Consider the function $f(x,y) = (x^2y)^\frac{1}{3}$ continuous is $\mathbb{R}^2$ and its partial derivatives:
$$\begin{cases}
f_x(x,y) = \frac{2}{3}\left(\frac{y}{x}\right)^\frac{1}{3} \\
f_y(x,y) = \frac{1}{3}\left(\frac{x}{y}\right)^\frac{2}{3} \\
\end{cases}$$
Clearly, $f_x$ is defined for $x \neq 0$. Evaluating limits, then:
$$\lim_{x \to 0} f_x(x,y) = \begin{cases}
\infty & \text{if}~y\neq 0 \\
\frac{0}{0} & \text{if}~y = 0
\end{cases}$$
By the way:
$$\lim_{x \to 0} f_x(x,0) = \lim_{h \to 0} \frac{f(0+h,0)-f(0,0)}{h} = \lim_{h \to 0} \frac{((0+h)^20)^\frac{1}{3}-0}{h} = 0.$$
Should I conclude that $f_x(x,y)$ is continuous in $(0,0)$ and then that $f(x,y)$ has the partial derivative with respect to $x$?
A very similar question arises when dealing with $f_y$, concluding that $$\lim_{y \to 0} f_y(x,y) = \begin{cases}
\infty & \text{if}~x\neq 0 \\
0 & \text{if}~x = 0
\end{cases}$$
Since (I presume!) $f$ is derivable in $(0,0)$e, then I can conclude that the function is differentiable in $(0,0)$.

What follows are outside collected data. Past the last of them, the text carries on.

//! Sobel-gradient focus metric.

use image::DynamicImage;

/// Average Sobel gradient magnitude of the image's luminance.
///
/// Sharper images have stronger local gradients, so higher is better focused.
/// The 1-pixel border is skipped since the kernel can't be applied there.
/// Images smaller than 3x3 score 0.
///
/// The Sobel kernels used are:
/// ```text
/// Gx:          Gy:
/// [-1  0  1]   [-1 -2 -1]
/// [-2  0  2]   [ 0  0  0]
/// [-1  0  1]   [ 1  2  1]
/// ```
pub fn focus_metric(image: &DynamicImage) -> f64 {
    let gray = image.to_luma8();
    let (width, height) = gray.dimensions();
    if width < 3 || height < 3 {
        return 0.0;
    }

    let sobel_x: [[i32; 3]; 3] = [[-1, 0, 1], [-2, 0, 2], [-1, 0, 1]];
    let sobel_y: [[i32; 3]; 3] = [[-1, -2, -1], [0, 0, 0], [1, 2, 1]];
    let data = gray.as_raw();

    let mut total: u64 = 0;
    for y in 1..height - 1 {
        for x in 1..width - 1 {
            let mut gx: i32 = 0;
            let mut gy: i32 = 0;
            for ky in 0..3 {
                for kx in 0..3 {
                    let idx = ((y + ky - 1) * width + (x + kx - 1)) as usize;
                    let val = data[idx] as i32;
                    gx += val * sobel_x[ky as usize][kx as usize];
                    gy += val * sobel_y[ky as usize][kx as usize];
                }
            }
            // |gx| + |gy| approximates the Euclidean magnitude
            total += (gx.abs() + gy.abs()) as u64;
        }
    }

    let interior = (width as u64 - 2) * (height as u64 - 2);
    total as f64 / interior as f64
}
//! Capture parameter and result types.

use image::DynamicImage;
use std::fmt;
use std::path::PathBuf;
use std::time::Duration;

use crate::profile::{Classification, WhiteBalance};

/// Encoded file format of saved images.
#[derive(Debug, Clone, Copy, PartialEq, Eq)]
pub enum ImageFormat {
    Jpeg,
    Png,
}

impl ImageFormat {
    /// Parse a file extension (case-insensitive).
    pub fn from_extension(ext: &str) -> Option<Self> {
        match ext.to_ascii_lowercase().as_str() {
            "jpg" | "jpeg" => Some(ImageFormat::Jpeg),
            "png" => Some(ImageFormat::Png),
            _ => None,
        }
    }

    pub fn extension(self) -> &'static str {
        match self {
            ImageFormat::Jpeg => "jpg",
            ImageFormat::Png => "png",
        }
    }

    /// Quality (JPEG) or compression level (PNG) actually used.
    ///
    /// Dark frames always use the lossless/best setting.
    pub fn effective_quality(self, requested: Option<u32>, dark_frames: bool) -> u32 {
        let (default, max) = match self {
            ImageFormat::Jpeg => (95, 100),
            ImageFormat::Png => (3, 9),
        };
        if dark_frames {
            return max;
        }
        requested.map(|q| q.min(max)).unwrap_or(default)
    }
}

/// Pixel layout requested from the sensor.
#[derive(Debug, Clone, Copy, PartialEq, Eq)]
pub enum ImageType {
    Raw8,
    Rgb24,
    Raw16,
}

impl ImageType {
    /// Parse a configured image type. `auto` selects RGB24.
    pub fn parse(value: &str) -> Option<Self> {
        match value.to_ascii_lowercase().as_str() {
            "auto" | "rgb24" => Some(ImageType::Rgb24),
            "raw8" => Some(ImageType::Raw8),
            "raw16" => Some(ImageType::Raw16),
            _ => None,
        }
    }

    pub fn bit_depth(self) -> u32 {
        match self {
            ImageType::Raw16 => 16,
            ImageType::Raw8 | ImageType::Rgb24 => 8,
        }
    }

    pub fn bytes_per_pixel(self) -> u32 {
        match self {
            ImageType::Raw8 => 1,
            ImageType::Raw16 => 2,
            ImageType::Rgb24 => 3,
        }
    }
}

impl fmt::Display for ImageType {
    fn fmt(&self, f: &mut fmt::Formatter<'_>) -> fmt::Result {
        match self {
            ImageType::Raw8 => write!(f, "RAW8"),
            ImageType::Rgb24 => write!(f, "RGB24"),
            ImageType::Raw16 => write!(f, "RAW16"),
        }
    }
}

/// Horizontal/vertical image flip.
#[derive(Debug, Clone, Copy, PartialEq, Eq, Default)]
pub enum Flip {
    #[default]
    None,
    Horizontal,
    Vertical,
    Both,
}

impl Flip {
    /// Map the numeric setting (0 none, 1 horizontal, 2 vertical, 3 both).
    pub fn from_code(code: u8) -> Option<Self> {
        match code {
            0 => Some(Flip::None),
            1 => Some(Flip::Horizontal),
            2 => Some(Flip::Vertical),
            3 => Some(Flip::Both),
            _ => None,
        }
    }

    pub fn code(self) -> u8 {
        match self {
            Flip::None => 0,
            Flip::Horizontal => 1,
            Flip::Vertical => 2,
            Flip::Both => 3,
        }
    }

    pub fn horizontal(self) -> bool {
        matches!(self, Flip::Horizontal | Flip::Both)
    }

    pub fn vertical(self) -> bool {
        matches!(self, Flip::Vertical | Flip::Both)
    }
}

/// Everything one capture needs, independent of any tool's argument syntax.
#[derive(Debug, Clone, PartialEq)]
pub struct CaptureParams {
    pub classification: Classification,
    pub auto_exposure: bool,
    pub exposure_us: u64,
    pub auto_gain: bool,
    pub gain: f64,
    /// Exposure and gain come from the feedback controller, not the camera
    pub feedback_driven: bool,
    pub bin: u32,
    pub white_balance: WhiteBalance,
    pub rotation: u32,
    pub flip: Flip,
    pub saturation: f64,
    pub brightness: i32,
    pub quality: u32,
    pub output: PathBuf,
    pub dark_frame: bool,
    pub preview: bool,
    pub width: u32,
    pub height: u32,
}

/// A finished capture.
#[derive(Debug, Clone)]
pub struct CapturedImage {
    pub path: PathBuf,
    /// Decoded image, `None` when the file could not be decoded
    pub image: Option<DynamicImage>,
}

/// How the capture tool process ended.
#[derive(Debug, Clone, Copy, PartialEq, Eq)]
pub struct ToolExit {
    pub code: Option<i32>,
    /// Terminating signal, if the tool was killed by one
    pub signal: Option<i32>,
}

impl From<std::process::ExitStatus> for ToolExit {
    fn from(status: std::process::ExitStatus) -> Self {
        #[cfg(unix)]
        let signal = {
            use std::os::unix::process::ExitStatusExt;
            status.signal()
        };
        #[cfg(not(unix))]
        let signal = None;

        Self {
            code: status.code(),
            signal,
        }
    }
}

impl fmt::Display for ToolExit {
    fn fmt(&self, f: &mut fmt::Formatter<'_>) -> fmt::Result {
        match (self.code, self.signal) {
            (_, Some(sig)) => write!(f, "signal {}", sig),
            (Some(code), None) => write!(f, "exit code {}", code),
            (None, None) => write!(f, "unknown status"),
        }
    }
}

/// Errors that can occur while running the capture operation.
#[derive(Debug, thiserror::Error)]
pub enum CaptureError {
    #[error("Capture command '{command}' not found")]
    ToolNotFound { command: String },

    #[error("Failed to start capture command '{command}': {source}")]
    SpawnFailed {
        command: String,
        #[source]
        source: std::io::Error,
    },

    #[error("Capture command failed with {status}")]
    ToolFailed { status: ToolExit },

    #[error("Capture command did not finish within {after:?}")]
    TimedOut { after: Duration },

    #[error("I/O error while waiting for capture: {0}")]
    Io(#[from] std::io::Error),
}

/// Takes one picture for a parameter set.
///
/// Implementations block for the full duration of the exposure.
pub trait CaptureOperation {
    fn capture(&mut self, params: &CaptureParams) -> Result<CapturedImage, CaptureError>;
}
//! Closed-loop exposure control.
//!
//! - [`ExposureController`] owns the feedback state and turns a measured mean
//!   brightness into the next shutter/gain setting.
//! - [`FeedbackSettings`] and [`StepCoefficients`] are the configuration of
//!   the mean-based control.

mod controller;

pub use controller::{
    Adjustment, ExposureController, ExposureSetting, FeedbackSettings, StepCoefficients, DEFAULT_THRESHOLD, MAX_COEFFICIENT, MAX_THRESHOLD,
};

But when I evaluate the limit to establish differentiability, then …
$$\lim_{(h,k) \to 0} \frac{(h^2k)^\frac{1}{3}}{(h^2+k^2)^\frac{1}{2}} = \lim_{\rho \to 0} (\cos(\theta)^2\sin(\theta))^\frac{1}{3}$$
where at the end I transformed $(x,y)$ to polar coordinates $(\rho, \theta)$ as usual. Of course, the limit does not exist.
Summary: I have a function which I presume is derivable everywhere in$\mathbb{R}^2$. But I also prove that the function is not differentiable.
What am I doing wrongly?
Errata: I have a function which I presume is derivable in $(0,0)$. But I also prove that the function is not differentiable in $(0,0)$.
What am I doing wrongly?
Best Answer
There is an issue in the
By the way: $$\lim_{x \to 0} f_x(x,0) = \lim_{h \to 0} \frac{f(0+h,0)-f(0,0)}{h} = \lim_{h \to 0} \frac{((0+h)^20)^\frac{1}{3}-0}{h} = 0.$$
You have indeed $f^\prime_x(0,0)=0$,which is what is computed in the line above. But that doesn't allow to speak of $\lim_{x \to 0} f_x(x,0)$.
So the partial derivatives are not continuous at the origin. And as you mentionned the function is not differentiable at the origin. Therefore, no contradiction.